Il dispositivo sfrutta il principio della spettrofotometria: la sonda è dotata di due diodi fotoemittenti (strumenti che emettono radiazioni luminose ad una frequenza e lunghezza d’onda note), mentre l’altro componente di un rilevatore che analizza il segnale che riceve. Posizionando la pinza all’estremità del polpastrello, i due fasci luminosi dovranno attraversare i tessuti che interagiranno con la radiazione luminosa. Se l’emoglobina è legata all’ossigeno, allora essa tenderà ad assorbire le frequenze appartenente alla fascia dell’infrarosso, se al contrario essa non è legata, assorbirà le frequenze relative all’infrarosso. Analizzando la composizione del fascio di luce rilevato dall’altra estremità verrà fornito il risultato relativo alla concentrazione di emoglobina legata all’ossigeno.

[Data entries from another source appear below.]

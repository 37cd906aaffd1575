//! Shared utilities for CLI commands

use std::path::{Path, PathBuf};

use miette::Result;

use crate::cli::GlobalOpts;
use crate::core::{Config, Database, Workspace};

/// Workspace, layered config and database path for one invocation
pub struct Context {
    pub workspace: Option<Workspace>,
    pub config: Config,
    pub db_path: PathBuf,
}

impl Context {
    /// Resolve from `--workspace` (or discovery) and an optional `--db` override
    ///
    /// Outside a workspace the command still runs when a database path comes
    /// from `--db`, `SECT_DATABASE` or the global config.
    pub fn resolve(global: &GlobalOpts, db_override: Option<&Path>) -> Result<Self> {
        let workspace = match &global.workspace {
            Some(root) => Some(Workspace::at(root)?),
            None => Workspace::discover().ok(),
        };

        let config = Config::load(workspace.as_ref())?;

        let db_path = match db_override {
            Some(path) => path.to_path_buf(),
            None => match config.database_path(workspace.as_ref()) {
                Some(path) => path,
                None => Workspace::discover()?.default_db_path(),
            },
        };

        if global.verbose {
            eprintln!("database: {}", db_path.display());
        }

        Ok(Self {
            workspace,
            config,
            db_path,
        })
    }

    pub fn open_db(&self) -> Result<Database> {
        Ok(Database::open(&self.db_path)?)
    }
}

/// Open the database for a command that takes no `--db` flag
pub fn open_db(global: &GlobalOpts) -> Result<(Context, Database)> {
    let ctx = Context::resolve(global, None)?;
    let db = ctx.open_db()?;
    Ok((ctx, db))
}
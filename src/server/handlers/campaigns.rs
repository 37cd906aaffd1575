use std::sync::Arc;

use axum::extract::{Path, Query, State};
use axum::http::{HeaderMap, StatusCode};
use axum::Json;
use serde_json::{json, Value};

use crate::entities::campaign::{
    Campaign, CampaignFilter, CampaignPatch, CampaignStats, CampaignSummary, CampaignSupplier,
    CampaignTotals, Enrollment, NewCampaign, ParticipationUpdate,
};
use crate::entities::user::Permission;
use crate::server::auth::{actor, require};
use crate::server::error::ApiResult;
use crate::server::AppState;

pub async fn list(
    State(state): State<Arc<AppState>>,
    Query(filter): Query<CampaignFilter>,
) -> ApiResult<Json<Vec<CampaignSummary>>> {
    Ok(Json(state.db()?.list_campaigns(&filter)?))
}

pub async fn totals(State(state): State<Arc<AppState>>) -> ApiResult<Json<CampaignTotals>> {
    Ok(Json(state.db()?.campaign_totals()?))
}

pub async fn get(
    State(state): State<Arc<AppState>>,
    Path(id): Path<i64>,
) -> ApiResult<Json<CampaignSummary>> {
    Ok(Json(state.db()?.campaign_summary(id)?))
}

pub async fn create(
    State(state): State<Arc<AppState>>,
    headers: HeaderMap,
    Json(mut new): Json<NewCampaign>,
) -> ApiResult<(StatusCode, Json<Campaign>)> {
    let user = require(&state, &headers, Permission::CampaignsWrite)?;
    if new.created_by.is_none() {
        new.created_by = actor(&user);
    }
    let campaign = state.db()?.create_campaign(new)?;
    Ok((StatusCode::CREATED, Json(campaign)))
}

pub async fn update(
    State(state): State<Arc<AppState>>,
    headers: HeaderMap,
    Path(id): Path<i64>,
    Json(patch): Json<CampaignPatch>,
) -> ApiResult<Json<Campaign>> {
    require(&state, &headers, Permission::CampaignsWrite)?;
    Ok(Json(state.db()?.update_campaign(id, patch)?))
}

pub async fn delete(
    State(state): State<Arc<AppState>>,
    headers: HeaderMap,
    Path(id): Path<i64>,
) -> ApiResult<Json<Campaign>> {
    require(&state, &headers, Permission::CampaignsDelete)?;
    Ok(Json(state.db()?.delete_campaign(id)?))
}

pub async fn stats(
    State(state): State<Arc<AppState>>,
    Path(id): Path<i64>,
) -> ApiResult<Json<CampaignStats>> {
    Ok(Json(state.db()?.campaign_stats(id)?))
}

pub async fn suppliers(
    State(state): State<Arc<AppState>>,
    Path(id): Path<i64>,
) -> ApiResult<Json<Vec<CampaignSupplier>>> {
    Ok(Json(state.db()?.campaign_suppliers(id)?))
}

pub async fn enroll(
    State(state): State<Arc<AppState>>,
    headers: HeaderMap,
    Path(id): Path<i64>,
    Json(body): Json<Enrollment>,
) -> ApiResult<Json<Value>> {
    require(&state, &headers, Permission::CampaignsWrite)?;
    let added = state.db()?.add_campaign_suppliers(id, &body.supplier_ids)?;
    Ok(Json(json!({ "campaign_id": id, "added": added })))
}

pub async fn set_status(
    State(state): State<Arc<AppState>>,
    headers: HeaderMap,
    Path((id, supplier_id)): Path<(i64, i64)>,
    Json(update): Json<ParticipationUpdate>,
) -> ApiResult<Json<CampaignSupplier>> {
    require(&state, &headers, Permission::CampaignsWrite)?;
    Ok(Json(state.db()?.set_supplier_status(id, supplier_id, update)?))
}

pub async fn remind(
    State(state): State<Arc<AppState>>,
    headers: HeaderMap,
    Path((id, supplier_id)): Path<(i64, i64)>,
) -> ApiResult<Json<CampaignSupplier>> {
    require(&state, &headers, Permission::CampaignsWrite)?;
    Ok(Json(state.db()?.record_reminder(id, supplier_id)?))
}
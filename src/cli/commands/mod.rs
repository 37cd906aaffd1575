//! CLI command implementations

pub mod utils;

pub mod campaign;
pub mod completions;
pub mod init;
pub mod seed;
pub mod serve;
pub mod status;
pub mod sup;
pub mod token;
//! CLI module - argument parsing and command dispatch

pub mod args;
pub mod commands;
pub mod helpers;
pub mod table;

pub use args::{Cli, Commands, GlobalOpts, OutputFormat};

Affinché la misurazione sia efficace, occorre che questo dispositivo venga utilizzato nel modo corretto. Il saturimetro non è un dispositivo invasivo e può essere utilizzato da chiunque, basterà utilizzare la pinza per posizionare lo strumento sul polpastrello (in alcuni casi anche sul lobo dell’orecchio o sul piede se si tratta di un neonato) e attendere che il risultato della rilevazione appaia sul piccolo schermo integrato. Qualora ci fossero delle condizioni fisiche avverse come vasocostrizione o anemia, la misurazione potrebbe rivelarsi meno precisa. Nel caso di utilizzo su una persona che soffre di vasocostrizione, è necessario scaldare le dita per avere una rilevazione fedele alla realtà; al contempo lo smalto per unghie potrebbe portare ad ottenere dei valori sballati, a causa dell’interazione dei suoi pigmenti con i fasci luminosi.

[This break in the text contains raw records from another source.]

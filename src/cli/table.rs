//! Table formatting utilities for CLI list commands
//!
//! List commands build [`TableRow`]s of typed [`CellValue`]s and hand them to
//! a [`TableFormatter`], which renders TSV (the default on a terminal), CSV,
//! Markdown or bare ids. YAML and JSON are printed from the records
//! themselves by the caller.

use chrono::{DateTime, Local, Utc};
use console::style;
use miette::{IntoDiagnostic, Result};

use crate::cli::helpers::truncate_str;
use crate::cli::OutputFormat;

/// A typed cell value with semantic meaning for formatting
#[derive(Debug, Clone)]
pub enum CellValue {
    /// Numeric database id (cyan)
    Id(i64),
    /// Plain text, truncated to the column width
    Text(String),
    /// Workflow status with color coding
    Status(String),
    /// DateTime displayed as local date only
    Date(DateTime<Utc>),
    /// Optional DateTime displayed as local date and time
    DateTime(Option<DateTime<Utc>>),
    /// Integer count
    Number(i64),
    /// Float value with precision
    Float(f64, usize),
    /// Percentage, colored by how far along it is
    Percent(f64),
    /// Tags/labels as comma-separated
    Tags(Vec<String>),
    /// Empty/placeholder
    Empty,
}

fn status_style(s: &str) -> console::StyledObject<&str> {
    match s {
        "validated" | "active" | "completed" | "valid" => style(s).green(),
        "submitted" | "in_progress" | "pending" | "paused" => style(s).yellow(),
        "rejected" | "overdue" | "revoked" | "expired" => style(s).red(),
        "draft" | "not_started" | "archived" => style(s).dim(),
        _ => style(s).white(),
    }
}

impl CellValue {
    /// Format for TSV output (with colors if terminal)
    pub fn format_tsv(&self, width: usize) -> String {
        match self {
            CellValue::Id(id) => format!("{:<width$}", style(id).cyan(), width = width),
            CellValue::Status(s) => format!("{:<width$}", status_style(s), width = width),
            CellValue::Percent(p) => {
                let text = format!("{:.1}%", p);
                let styled = if *p >= 80.0 {
                    style(text).green()
                } else if *p >= 40.0 {
                    style(text).yellow()
                } else {
                    style(text).red()
                };
                format!("{:<width$}", styled, width = width)
            }
            CellValue::Number(_) | CellValue::Float(..) => {
                format!("{:<width$}", self.raw(), width = width)
            }
            CellValue::Empty => format!("{:<width$}", style("-").dim(), width = width),
            _ => {
                let truncated = truncate_str(&self.raw(), width.saturating_sub(2));
                format!("{:<width$}", truncated, width = width)
            }
        }
    }

    /// Format for Markdown output
    pub fn format_md(&self) -> String {
        match self {
            CellValue::Status(s) => format!("`{}`", s),
            CellValue::Empty => "-".to_string(),
            _ => self.raw().replace('|', "\\|"),
        }
    }

    /// Unstyled value, used for CSV and width calculation
    pub fn raw(&self) -> String {
        match self {
            CellValue::Id(id) => id.to_string(),
            CellValue::Text(s) | CellValue::Status(s) => s.clone(),
            CellValue::Date(dt) => dt.with_timezone(&Local).format("%Y-%m-%d").to_string(),
            CellValue::DateTime(Some(dt)) => {
                dt.with_timezone(&Local).format("%Y-%m-%d %H:%M").to_string()
            }
            CellValue::DateTime(None) | CellValue::Empty => String::new(),
            CellValue::Number(n) => n.to_string(),
            CellValue::Float(f, precision) => format!("{:.prec$}", f, prec = precision),
            CellValue::Percent(p) => format!("{:.1}%", p),
            CellValue::Tags(tags) => tags.join(", "),
        }
    }

    /// Display width in characters
    pub fn display_width(&self) -> usize {
        match self {
            CellValue::Empty | CellValue::DateTime(None) => 1,
            _ => self.raw().chars().count(),
        }
    }
}

/// Column definition for table output
#[derive(Debug, Clone, Copy)]
pub struct ColumnDef {
    pub key: &'static str,
    pub header: &'static str,
    /// Upper bound on the rendered width
    pub width: usize,
}

impl ColumnDef {
    pub const fn new(key: &'static str, header: &'static str, width: usize) -> Self {
        Self { key, header, width }
    }
}

/// A row of cell values for table output
pub struct TableRow {
    pub id: i64,
    pub cells: Vec<(&'static str, CellValue)>,
}

impl TableRow {
    pub fn new(id: i64) -> Self {
        Self {
            id,
            cells: Vec::new(),
        }
    }

    pub fn cell(mut self, key: &'static str, value: CellValue) -> Self {
        self.cells.push((key, value));
        self
    }

    pub fn get(&self, key: &str) -> Option<&CellValue> {
        self.cells.iter().find(|(k, _)| *k == key).map(|(_, v)| v)
    }
}

/// Table formatter that outputs rows in various formats
pub struct TableFormatter<'a> {
    columns: &'a [ColumnDef],
    entity_name: &'static str,
    show_summary: bool,
}

impl<'a> TableFormatter<'a> {
    pub fn new(columns: &'a [ColumnDef], entity_name: &'static str) -> Self {
        Self {
            columns,
            entity_name,
            show_summary: true,
        }
    }

    /// Drop the "N record(s) found." line
    pub fn without_summary(mut self) -> Self {
        self.show_summary = false;
        self
    }

    /// Output rows in the specified format
    pub fn output<I>(&self, rows: I, format: OutputFormat) -> Result<()>
    where
        I: IntoIterator<Item = TableRow>,
    {
        let rows: Vec<TableRow> = rows.into_iter().collect();

        match format {
            OutputFormat::Csv => self.output_csv(&rows)?,
            OutputFormat::Md => self.output_md(&rows),
            OutputFormat::Id => self.output_ids(&rows),
            _ => self.output_tsv(&rows),
        }
        Ok(())
    }

    /// Column widths sized to content, capped at each column's width
    fn calculate_widths(&self, rows: &[TableRow]) -> Vec<usize> {
        self.columns
            .iter()
            .map(|col| {
                let max_content = rows
                    .iter()
                    .filter_map(|r| r.get(col.key))
                    .map(CellValue::display_width)
                    .max()
                    .unwrap_or(0);
                col.header
                    .len()
                    .max(max_content.saturating_add(2))
                    .min(col.width)
            })
            .collect()
    }

    fn output_tsv(&self, rows: &[TableRow]) {
        let widths = self.calculate_widths(rows);

        let header: Vec<String> = self
            .columns
            .iter()
            .zip(&widths)
            .map(|(col, w)| format!("{:<width$}", style(col.header).bold(), width = w))
            .collect();
        println!("{}", header.join(" "));

        let total_width: usize = widths.iter().sum::<usize>() + widths.len().saturating_sub(1);
        println!("{}", "-".repeat(total_width));

        for row in rows {
            let parts: Vec<String> = self
                .columns
                .iter()
                .zip(&widths)
                .map(|(col, w)| match row.get(col.key) {
                    Some(value) => value.format_tsv(*w),
                    None => format!("{:<width$}", "-", width = w),
                })
                .collect();
            println!("{}", parts.join(" "));
        }

        if self.show_summary {
            println!();
            println!(
                "{} {}(s) found.",
                style(rows.len()).cyan(),
                self.entity_name
            );
        }
    }

    fn output_csv(&self, rows: &[TableRow]) -> Result<()> {
        let mut writer = csv::Writer::from_writer(std::io::stdout());
        writer
            .write_record(self.columns.iter().map(|c| c.key))
            .into_diagnostic()?;
        for row in rows {
            writer
                .write_record(
                    self.columns
                        .iter()
                        .map(|col| row.get(col.key).map(CellValue::raw).unwrap_or_default()),
                )
                .into_diagnostic()?;
        }
        writer.flush().into_diagnostic()?;
        Ok(())
    }

    fn output_md(&self, rows: &[TableRow]) {
        let headers: Vec<&str> = self.columns.iter().map(|c| c.header).collect();
        println!("| {} |", headers.join(" | "));
        let separators: Vec<&str> = headers.iter().map(|_| "---").collect();
        println!("|{}|", separators.join("|"));

        for row in rows {
            let values: Vec<String> = self
                .columns
                .iter()
                .map(|col| {
                    row.get(col.key)
                        .map(CellValue::format_md)
                        .unwrap_or_else(|| "-".to_string())
                })
                .collect();
            println!("| {} |", values.join(" | "));
        }
    }

    fn output_ids(&self, rows: &[TableRow]) {
        for row in rows {
            println!("{}", row.id);
        }
    }
}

Il costo di un saturimetro

Il costo per uno di questi dispositivi si aggira tra i 20 e i 40 euro, in base alla versione scelta. Possono essere acquistati sia online che in farmacia ed è consigliabile acquistarne uno che abbia la certificazione come strumenti medico con marchio CE. Il 19% del suo costo è deducibile dalla dichiarazione dei redditi utilizzando lo scontrino con codice fiscale. Scegliendo invece di acquistare un saturimetro più sofisticato, sulla linea di quelli utilizzati nei reparti ospedalieri, il costo sarà attorno ai 100 euro.

Quale saturimetro acquistare

A seguito della pandemia molti canali di vendita hanno aggiornato i propri cataloghi inserendo dei saturimetri. Per un utilizzo domestico è consigliato affidarsi ad un modello base, salvo particolari necessità. Qualora l’utilizzo fosse rivolto all’ambito ospedaliero, è importante affidarsi ad un oggetto più sicuro e performante.
Per quanto riguarda l’utilizzo domestico, di seguito elencheremo alcuni prodotti consigliati, facilmente reperibili su Amazon.

Il saturimetro che ha ricevuto il maggior numero di recensioni positive su Amazon è AFAC. Ha dimensioni decisamente compatte e richiede solamente sette secondi per mostrare il risultato della misurazione, è un “best value” per quanto riguarda il prezzo rapportato alle funzionalità offerte.

HOMIEE è invece un dispositivo dedicato alla misurazione dell’SPO2 nei bambini. Con un design pensato per adattarsi alle dita dei più piccoli, fornisce un risultato in soli otto secondi.

AUA è la soluzione più economica che il sito presenta come “Amazon Choice”. Nonostante il prezzo esiguo, esso è dotato di un display luminoso e svariate funzioni, tra cui l’emissione di un segnale sonoro qualora i valori di saturazione e frequenza cardiaca superassero i limiti fisiologici.